| Activity |
Go over the entries and report the lines where the word "GuessError" occurs.

| Data listing |
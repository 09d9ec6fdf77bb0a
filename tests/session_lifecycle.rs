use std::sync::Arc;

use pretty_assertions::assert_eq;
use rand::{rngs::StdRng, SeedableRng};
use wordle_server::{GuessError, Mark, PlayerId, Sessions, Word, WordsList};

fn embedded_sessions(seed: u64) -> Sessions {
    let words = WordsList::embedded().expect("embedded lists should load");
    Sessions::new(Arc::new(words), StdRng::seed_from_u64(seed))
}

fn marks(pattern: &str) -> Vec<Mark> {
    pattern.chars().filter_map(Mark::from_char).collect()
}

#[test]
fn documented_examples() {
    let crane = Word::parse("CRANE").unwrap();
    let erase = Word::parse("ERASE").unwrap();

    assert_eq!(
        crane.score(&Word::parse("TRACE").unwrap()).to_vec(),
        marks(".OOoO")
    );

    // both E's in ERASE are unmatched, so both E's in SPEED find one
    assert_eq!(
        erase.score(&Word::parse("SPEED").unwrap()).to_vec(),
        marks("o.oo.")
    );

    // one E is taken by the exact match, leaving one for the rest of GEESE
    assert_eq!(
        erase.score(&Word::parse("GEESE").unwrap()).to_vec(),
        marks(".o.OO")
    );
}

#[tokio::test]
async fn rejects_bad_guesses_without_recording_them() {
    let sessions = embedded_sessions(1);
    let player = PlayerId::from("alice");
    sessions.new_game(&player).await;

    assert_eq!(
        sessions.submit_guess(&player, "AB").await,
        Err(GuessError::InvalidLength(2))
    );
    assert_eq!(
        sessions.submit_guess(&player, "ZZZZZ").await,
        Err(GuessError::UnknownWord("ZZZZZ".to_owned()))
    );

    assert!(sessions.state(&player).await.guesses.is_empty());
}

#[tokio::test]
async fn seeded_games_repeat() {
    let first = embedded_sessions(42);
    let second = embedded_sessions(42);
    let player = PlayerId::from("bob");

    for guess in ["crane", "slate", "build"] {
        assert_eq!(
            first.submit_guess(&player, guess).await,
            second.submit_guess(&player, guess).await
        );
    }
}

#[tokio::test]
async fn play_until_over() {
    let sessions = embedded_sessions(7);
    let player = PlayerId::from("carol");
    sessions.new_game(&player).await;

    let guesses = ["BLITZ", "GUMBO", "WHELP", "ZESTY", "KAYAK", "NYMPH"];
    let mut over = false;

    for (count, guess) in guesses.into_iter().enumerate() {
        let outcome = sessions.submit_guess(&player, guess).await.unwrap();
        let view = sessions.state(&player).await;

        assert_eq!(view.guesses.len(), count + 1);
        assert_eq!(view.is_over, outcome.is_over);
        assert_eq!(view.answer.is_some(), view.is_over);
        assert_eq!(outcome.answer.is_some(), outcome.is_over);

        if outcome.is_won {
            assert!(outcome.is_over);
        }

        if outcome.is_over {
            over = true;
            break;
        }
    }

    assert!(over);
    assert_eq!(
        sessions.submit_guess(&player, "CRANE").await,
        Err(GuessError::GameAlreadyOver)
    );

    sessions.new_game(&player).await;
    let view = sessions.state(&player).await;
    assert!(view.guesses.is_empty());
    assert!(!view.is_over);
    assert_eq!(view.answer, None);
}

| Exercise solution |
use wordle_server::{GuessError, Mark, PlayerId, Sessions, Word, WordsList};
        Err(GuessError::InvalidLength(2))
        Err(GuessError::UnknownWord("ZZZZZ".to_owned()))
        Err(GuessError::GameAlreadyOver)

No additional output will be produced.